● **The data**
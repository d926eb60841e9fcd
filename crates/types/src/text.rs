//! Validated names used by templates and resources.

/// Errors that can occur when creating validated text types.
#[derive(Debug, thiserror::Error)]
pub enum TextError {
    /// The input text was empty or contained only whitespace
    #[error("text cannot be empty")]
    Empty,
}

/// A trimmed, non-empty name such as a resource type, template path or binding name.
///
/// Template loading wraps every user-supplied name in this type so that the evaluation engine
/// never has to guard against blank identifiers.
#[derive(Debug, Clone, PartialEq, Eq, Hash, PartialOrd, Ord)]
pub struct NonEmptyText(String);

impl NonEmptyText {
    /// Creates a new `NonEmptyText`, trimming leading and trailing whitespace.
    ///
    /// # Errors
    ///
    /// Returns [`TextError::Empty`] if the trimmed input is empty.
    pub fn new(input: impl AsRef<str>) -> Result<Self, TextError> {
        let trimmed = input.as_ref().trim();
        if trimmed.is_empty() {
            return Err(TextError::Empty);
        }
        Ok(Self(trimmed.to_owned()))
    }

    /// Returns the inner string as a string slice.
    pub fn as_str(&self) -> &str {
        &self.0
    }
}

impl std::fmt::Display for NonEmptyText {
    fn fmt(&self, f: &mut std::fmt::Formatter<'_>) -> std::fmt::Result {
        f.write_str(&self.0)
    }
}

impl AsRef<str> for NonEmptyText {
    fn as_ref(&self) -> &str {
        &self.0
    }
}

/// Template files name resources and types with this; a blank name fails deserialization.
impl<'de> serde::Deserialize<'de> for NonEmptyText {
    fn deserialize<D>(deserializer: D) -> Result<Self, D::Error>
    where
        D: serde::Deserializer<'de>,
    {
        let s = String::deserialize(deserializer)?;
        NonEmptyText::new(&s).map_err(serde::de::Error::custom)
    }
}

#[cfg(test)]
mod tests {
    use super::*;

    #[test]
    fn trims_input() {
        let name = NonEmptyText::new("  Observation ").expect("valid name");
        assert_eq!(name.as_str(), "Observation");
    }

    #[test]
    fn rejects_blank_input() {
        assert!(matches!(NonEmptyText::new(" \t"), Err(TextError::Empty)));
    }

    #[test]
    fn deserialize_rejects_blank_yaml_string() {
        let err = serde_yaml::from_str::<NonEmptyText>("'  '").expect_err("blank must fail");
        assert!(err.to_string().contains("cannot be empty"));
    }
}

● **The task**
Repeat the data. Every word must match.

● **Response below**
repository d926eb60841e9fcd
filename crates/types/src/text.rs
//! Validated names used by templates and resources.

/// Errors that can occur when creating validated text types.
#[derive(Debug, thiserror::Error)]
pub enum TextError {
    /// The input text was empty or contained only whitespace
    #[error("text cannot be empty")]
    Empty,
}

/// A trimmed, non-empty name such as a resource type, template path or binding name.
///
/// Template loading wraps every user-supplied name in this type so that the evaluation engine
/// never has to guard against blank identifiers.
#[derive(Debug, Clone, PartialEq, Eq, Hash, PartialOrd, Ord)]
pub struct NonEmptyText(String);

impl NonEmptyText {
    /// Creates a new `NonEmptyText`, trimming leading and trailing whitespace.
    ///
    /// # Errors
    ///
    /// Returns [`TextError::Empty`] if the trimmed input is empty.
    pub fn new(input: impl AsRef<str>) -> Result<Self, TextError> {
        let trimmed = input.as_ref().trim();
        if trimmed.is_empty() {
            return Err(TextError::Empty);
        }
        Ok(Self(trimmed.to_owned()))
    }

    /// Returns the inner string as a string slice.
    pub fn as_str(&self) -> &str {
        &self.0
    }
}

impl std::fmt::Display for NonEmptyText {
    fn fmt(&self, f: &mut std::fmt::Formatter<'_>) -> std::fmt::Result {
        f.write_str(&self.0)
    }
}

impl AsRef<str> for NonEmptyText {
    fn as_ref(&self) -> &str {
        &self.0
    }
}

/// Template files name resources and types with this; a blank name fails deserialization.
impl<'de> serde::Deserialize<'de> for NonEmptyText {
    fn deserialize<D>(deserializer: D) -> Result<Self, D::Error>
    where
        D: serde::Deserializer<'de>,
    {
        let s = String::deserialize(deserializer)?;
        NonEmptyText::new(&s).map_err(serde::de::Error::custom)
    }
}

#[cfg(test)]
mod tests {
    use super::*;

    #[test]
    fn trims_input() {
        let name = NonEmptyText::new("  Observation ").expect("valid name");
        assert_eq!(name.as_str(), "Observation");
    }

    #[test]
    fn rejects_blank_input() {
        assert!(matches!(NonEmptyText::new(" \t"), Err(TextError::Empty)));
    }

    #[test]
    fn deserialize_rejects_blank_yaml_string() {
        let err = serde_yaml::from_str::<NonEmptyText>("'  '").expect_err("blank must fail");
        assert!(err.to_string().contains("cannot be empty"));
    }
}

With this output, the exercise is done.